On n’asperge pas d’essences (bioéthanol si possible) 30.000 autobiographies de Loana à la va-vite, dénoncer la télé-réalité en plaçant les livres/essais/trucs de telle sorte qu’un message apparaisse est préférable. Les innombrables BD sur le foot (et qui cachent le dernier Boulet) ne seront pas impunément déchirées, mais seront transformées en confettis offerts à des favelas pour le carnaval de rio. Quant au dernier tirage de Marie-Claire, une chaîne géante de livres en flamme et en forme de vagin serait délicieuse. De l’audace, de la classe.
Troisièmement, s’adapter aux NTIC. Le buzz se propage grâce à tous les réseaux sociaux, mais cela ne vous suffira pas. Loin de là. Il serait de bon aloi de donner à l’autodafé une tournure définitivement numérique.

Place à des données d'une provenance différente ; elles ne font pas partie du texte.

//! Scanner - 自動完了候補の発見
//!
//! # フロー
//! 1. 一定間隔で `threshold = now - window` を計算
//! 2. `TaskStore::find_eligible(threshold)` で候補を取得（古い順）
//! 3. 各 id を `CandidateSender::offer` でキューへ（満杯なら捨てる）
//!
//! 捨てた id は open のまま残るので、次の tick で再発見されます。
//! スキャナはキューの空きを待ちません。

use std::sync::Arc;
use std::time::Duration;

use chrono::{DateTime, TimeDelta, Utc};
use tokio::sync::watch;
use tokio::time::{Instant, MissedTickBehavior, interval_at};
use tracing::{debug, info, warn};

use super::status::ScanReport;
use crate::domain::TaskdError;
use crate::ports::{Clock, TaskStore};
use crate::queue::{CandidateSender, Offer};

/// `now - window`, saturating at the earliest representable instant.
pub(crate) fn eligibility_threshold(now: DateTime<Utc>, window: TimeDelta) -> DateTime<Utc> {
    now.checked_sub_signed(window)
        .unwrap_or(DateTime::<Utc>::MIN_UTC)
}

pub struct Scanner {
    store: Arc<dyn TaskStore>,
    clock: Arc<dyn Clock>,
    window: TimeDelta,
}

impl Scanner {
    pub fn new(store: Arc<dyn TaskStore>, clock: Arc<dyn Clock>, window: TimeDelta) -> Self {
        Self {
            store,
            clock,
            window,
        }
    }

    /// One `Idle -> Scanning -> Idle` pass.
    pub async fn scan_once(&self, queue: &CandidateSender) -> Result<ScanReport, TaskdError> {
        let threshold = eligibility_threshold(self.clock.now(), self.window);
        let candidates = self.store.find_eligible(threshold).await?;

        let mut report = ScanReport {
            found: candidates.len(),
            ..ScanReport::default()
        };

        for task in candidates {
            match queue.offer(task.id) {
                Offer::Queued => {
                    debug!(task_id = %task.id, "queued task for auto-completion");
                    report.queued += 1;
                }
                Offer::Full => {
                    debug!(task_id = %task.id, "candidate queue full, skipping task");
                    report.dropped += 1;
                }
                Offer::Closed => {
                    warn!(task_id = %task.id, "candidate queue closed, skipping task");
                    report.dropped += 1;
                }
            }
        }

        Ok(report)
    }

    /// Tick every `tick` until `shutdown` flips to `true` (or its sender is
    /// dropped), then close the queue.
    ///
    /// The first scan happens one full interval after start.
    pub async fn run(
        &self,
        queue: CandidateSender,
        tick: Duration,
        mut shutdown: watch::Receiver<bool>,
    ) {
        let mut ticker = interval_at(Instant::now() + tick, tick);
        ticker.set_missed_tick_behavior(MissedTickBehavior::Delay);

        loop {
            if *shutdown.borrow() {
                break;
            }

            tokio::select! {
                changed = shutdown.changed() => {
                    if changed.is_err() {
                        break;
                    }
                }
                _ = ticker.tick() => {
                    match self.scan_once(&queue).await {
                        Ok(report) if report.found > 0 => {
                            info!(
                                found = report.found,
                                queued = report.queued,
                                dropped = report.dropped,
                                "auto-completion scan finished"
                            );
                        }
                        Ok(_) => debug!("auto-completion scan found nothing"),
                        Err(e) => warn!(error = %e, "error finding eligible tasks"),
                    }
                }
            }
        }

        if queue.is_empty() {
            debug!("scanner stopped, candidate queue closed");
        } else {
            info!(
                backlog = queue.len(),
                "scanner stopped, workers draining remaining candidates"
            );
        }
        queue.close();
    }
}
//! TaskService - 呼び出し元つきのタスク操作
//!
//! ストアの上に認可ポリシーを載せる層です。
//! - 一覧: 非特権ユーザーは常に自分のレコードだけ、特権ユーザーは全件
//! - 単体操作: 取得後に所有者（または特権）かを確認し、違反は Forbidden
//!
//! 認可違反を NotFound に丸めることはしません。

use std::sync::Arc;

use tracing::info;

use crate::domain::{
    Caller, ListQuery, NewTask, PageRequest, Task, TaskDraft, TaskId, TaskPage, TaskStatus,
    TaskdError, parse_status_filter,
};
use crate::ports::TaskStore;

#[derive(Clone)]
pub struct TaskService {
    store: Arc<dyn TaskStore>,
}

impl TaskService {
    pub fn new(store: Arc<dyn TaskStore>) -> Self {
        Self { store }
    }

    pub async fn create_task(&self, caller: &Caller, new: NewTask) -> Result<Task, TaskdError> {
        if new.title.trim().is_empty() {
            return Err(TaskdError::Invalid("title is required".to_string()));
        }

        let task = self
            .store
            .create(TaskDraft {
                owner_id: caller.user_id,
                title: new.title,
                description: new.description,
                status: new.status.unwrap_or_default(),
            })
            .await?;

        info!(task_id = %task.id, user_id = %caller.user_id, "task created");
        Ok(task)
    }

    pub async fn get_task(&self, caller: &Caller, id: TaskId) -> Result<Task, TaskdError> {
        self.fetch_authorized(caller, id).await
    }

    pub async fn list_tasks(
        &self,
        caller: &Caller,
        query: ListQuery,
    ) -> Result<TaskPage, TaskdError> {
        let status = parse_status_filter(query.status.as_deref())?;
        let request = PageRequest::new(query.page, query.limit);

        let (tasks, total) = if caller.is_privileged() {
            self.store.find_all(status, request.window()).await?
        } else {
            self.store
                .find_by_owner(caller.user_id, status, request.window())
                .await?
        };

        Ok(TaskPage::new(tasks, request, total))
    }

    pub async fn update_task_status(
        &self,
        caller: &Caller,
        id: TaskId,
        status: TaskStatus,
    ) -> Result<Task, TaskdError> {
        self.fetch_authorized(caller, id).await?;

        let task = self.store.update_status(id, status).await?;
        info!(task_id = %id, status = %status, "task status updated");
        Ok(task)
    }

    pub async fn delete_task(&self, caller: &Caller, id: TaskId) -> Result<(), TaskdError> {
        self.fetch_authorized(caller, id).await?;

        self.store.delete(id).await?;
        info!(task_id = %id, "task deleted");
        Ok(())
    }

    async fn fetch_authorized(&self, caller: &Caller, id: TaskId) -> Result<Task, TaskdError> {
        let task = self.store.find_by_id(id).await?;
        if !caller.can_act_on(task.owner_id) {
            return Err(TaskdError::Forbidden(
                "you don't have permission to access this task".to_string(),
            ));
        }
        Ok(task)
    }
}
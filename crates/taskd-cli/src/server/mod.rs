//! HTTP server for the task service.
//!
//! - `/health`, `/register` and `/login` are public
//! - every `/tasks` route needs `Authorization: Bearer <jwt>`

mod handlers;
mod routes;

pub use routes::create_router;

use std::sync::Arc;

use axum::extract::FromRef;
use taskd_core::app::{TaskService, UserService};

use crate::auth::JwtKeys;

/// Shared state for the web server.
#[derive(Clone)]
pub struct AppState {
    pub service: TaskService,
    pub users: UserService,
    pub keys: Arc<JwtKeys>,
}

impl AppState {
    pub fn new(service: TaskService, users: UserService, keys: JwtKeys) -> Self {
        Self {
            service,
            users,
            keys: Arc::new(keys),
        }
    }
}

impl FromRef<AppState> for Arc<JwtKeys> {
    fn from_ref(state: &AppState) -> Self {
        Arc::clone(&state.keys)
    }
}
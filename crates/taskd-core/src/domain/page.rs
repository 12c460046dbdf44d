//! Pagination and status filtering for the read path.
//!
//! Pure computation over `(page, limit, total_count)`. The store applies the
//! resulting `PageWindow` as given; clamping happens here, before it.

use serde::{Deserialize, Serialize};

use super::errors::TaskdError;
use super::state::TaskStatus;
use super::task::Task;

pub const DEFAULT_PAGE: u32 = 1;
pub const DEFAULT_LIMIT: u32 = 10;
pub const MAX_LIMIT: u32 = 100;

/// Raw listing parameters as parsed by the request-encoding layer.
///
/// `None` and non-positive values fall back to defaults.
#[derive(Debug, Clone, Default, PartialEq, Eq)]
pub struct ListQuery {
    pub page: Option<i64>,
    pub limit: Option<i64>,
    pub status: Option<String>,
}

/// Normalized page request: `page >= 1`, `1 <= limit <= MAX_LIMIT`.
#[derive(Debug, Clone, Copy, PartialEq, Eq)]
pub struct PageRequest {
    page: u32,
    limit: u32,
}

impl PageRequest {
    /// Apply defaults and clamp `limit` to `MAX_LIMIT` (truncating, not rejecting).
    pub fn new(page: Option<i64>, limit: Option<i64>) -> Self {
        let page = match page {
            Some(p) if p > 0 => u32::try_from(p).unwrap_or(u32::MAX),
            _ => DEFAULT_PAGE,
        };
        let limit = match limit {
            Some(l) if l > 0 => l.min(i64::from(MAX_LIMIT)) as u32,
            _ => DEFAULT_LIMIT,
        };
        Self { page, limit }
    }

    pub fn page(&self) -> u32 {
        self.page
    }

    pub fn limit(&self) -> u32 {
        self.limit
    }

    /// `skip = (page - 1) * limit`
    pub fn window(&self) -> PageWindow {
        PageWindow {
            skip: u64::from(self.page - 1) * u64::from(self.limit),
            limit: u64::from(self.limit),
        }
    }
}

impl Default for PageRequest {
    fn default() -> Self {
        Self::new(None, None)
    }
}

/// What the store actually applies.
#[derive(Debug, Clone, Copy, PartialEq, Eq)]
pub struct PageWindow {
    pub skip: u64,
    pub limit: u64,
}

/// `ceil(total_count / limit)` with integer arithmetic.
///
/// `limit == 0` is treated as "no pages" rather than dividing by zero.
pub fn total_pages(total_count: u64, limit: u64) -> u64 {
    if limit == 0 {
        return 0;
    }
    let pages = total_count / limit;
    if total_count % limit > 0 {
        pages + 1
    } else {
        pages
    }
}

/// Parse an optional status filter; unknown values are a validation error.
pub fn parse_status_filter(raw: Option<&str>) -> Result<Option<TaskStatus>, TaskdError> {
    match raw {
        None | Some("") => Ok(None),
        Some(s) => s.parse().map(Some).map_err(|_| {
            TaskdError::Invalid(
                "invalid status filter, must be one of: pending, in_progress, completed"
                    .to_string(),
            )
        }),
    }
}

/// One page of listing results, ready for response serialization.
#[derive(Debug, Clone, PartialEq, Eq, Serialize, Deserialize)]
pub struct TaskPage {
    pub tasks: Vec<Task>,
    pub page: u32,
    pub limit: u32,
    pub total_count: u64,
    pub total_pages: u64,
}

impl TaskPage {
    pub fn new(tasks: Vec<Task>, request: PageRequest, total_count: u64) -> Self {
        Self {
            tasks,
            page: request.page(),
            limit: request.limit(),
            total_count,
            total_pages: total_pages(total_count, u64::from(request.limit())),
        }
    }
}
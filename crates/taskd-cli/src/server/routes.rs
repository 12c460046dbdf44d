//! Router configuration for the web server.

use axum::Router;
use axum::routing::{get, post};
use tower_http::trace::TraceLayer;

use super::AppState;
use super::handlers;

/// Create the main router with all routes.
pub fn create_router(state: AppState) -> Router {
    Router::new()
        .route("/health", get(handlers::health))
        .route("/register", post(handlers::register))
        .route("/login", post(handlers::login))
        .route(
            "/tasks",
            post(handlers::create_task).get(handlers::list_tasks),
        )
        .route(
            "/tasks/{id}",
            get(handlers::get_task)
                .patch(handlers::update_task_status)
                .delete(handlers::delete_task),
        )
        .layer(TraceLayer::new_for_http())
        .with_state(state)
}
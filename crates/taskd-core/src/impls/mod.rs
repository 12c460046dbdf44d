//! Impls - ports の実装
//!
//! # 含まれる実装
//! - **InMemoryTaskStore**: `memory://<name>` で開くプロセス内ストア
//! - **InMemoryUserStore**: 同じ URL で開くアカウントストア
//! - **Argon2Hasher**: argon2id によるパスワードハッシュ

pub mod argon2_hasher;
pub mod inmem_task_store;
pub mod inmem_user_store;

pub use self::argon2_hasher::Argon2Hasher;
pub use self::inmem_task_store::{InMemoryTaskStore, StoreDeadlines};
pub use self::inmem_user_store::InMemoryUserStore;
//! Argon2Hasher - argon2id によるパスワードハッシュ
//!
//! PHC 文字列（`$argon2id$v=19$...`）でソルトとパラメータごと保存するので、
//! 検証時に別途設定を持つ必要はありません。

use argon2::Argon2;
use argon2::password_hash::rand_core::OsRng;
use argon2::password_hash::{
    PasswordHash, PasswordHasher as _, PasswordVerifier as _, SaltString,
};

use crate::domain::TaskdError;
use crate::ports::PasswordHasher;

/// argon2id with the crate's default parameters.
#[derive(Clone, Default)]
pub struct Argon2Hasher {
    argon: Argon2<'static>,
}

impl Argon2Hasher {
    pub fn new() -> Self {
        Self::default()
    }
}

impl PasswordHasher for Argon2Hasher {
    fn hash(&self, password: &str) -> Result<String, TaskdError> {
        let salt = SaltString::generate(&mut OsRng);
        self.argon
            .hash_password(password.as_bytes(), &salt)
            .map(|hash| hash.to_string())
            .map_err(|e| TaskdError::Internal(format!("failed to hash password: {e}")))
    }

    fn verify(&self, password: &str, hash: &str) -> bool {
        match PasswordHash::new(hash) {
            Ok(parsed) => self
                .argon
                .verify_password(password.as_bytes(), &parsed)
                .is_ok(),
            Err(_) => false,
        }
    }
}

C’est là que la technologie ne représente pas forcément le progrès que l’on espère. Et oui, Le Tigre évoque le remplacement du noble papier par des tablettes numériques. Or lesdits objets, en se consumant, vont émettre tout un tas de gaz toxiques. En sus, vous détruirez des données dont vous ne voulez pas vous séparer. Faire disparaître un Musso en même temps que les photos de l’anniversaire de la petite dernière, ça ne vaut pas le coup je le concède. Enfin, c’est excessivement coûteux.
La seule solution (à part bouder l’e-book en question) qui vienne (pour l’instant) à l’esprit fécond du Tigre est ce que j’appellerais une SPF : la séance publique de formatage. Plein de lecteurs en colère, alignés devant les caméras, qui suppriment ou formatent le disque dur de leurs lecteurs numériques, quel exploit ! Concilier écologie, NTIC et buzz, la glorieuse trinité autodaféiste !
Chaude conclusion
Tout n’est qu’étapes. Step by step, on autodafe toujours plus utilement. Le Tigre a commencé par certains journaux prenant régulièrement le chemin de sa cheminée (devant laquelle trône une peau de Paris Hilton), et dorénavant s’apprête à alimenter le tas de compost de sa maison de campagne par quelques daubes soigneusement sélectionnées.
Je vois bien que tout cela est fort complexe à mettre en œuvre et nécessiterait une logistique exagérément lourde (notamment la SPF). Mais comme le disait le grand Charles, « pour les grands desseins, l’intendance suivra ». Je rajouterais : « l’intendance, c’est toi lecteur, hostile aux basses tendances ».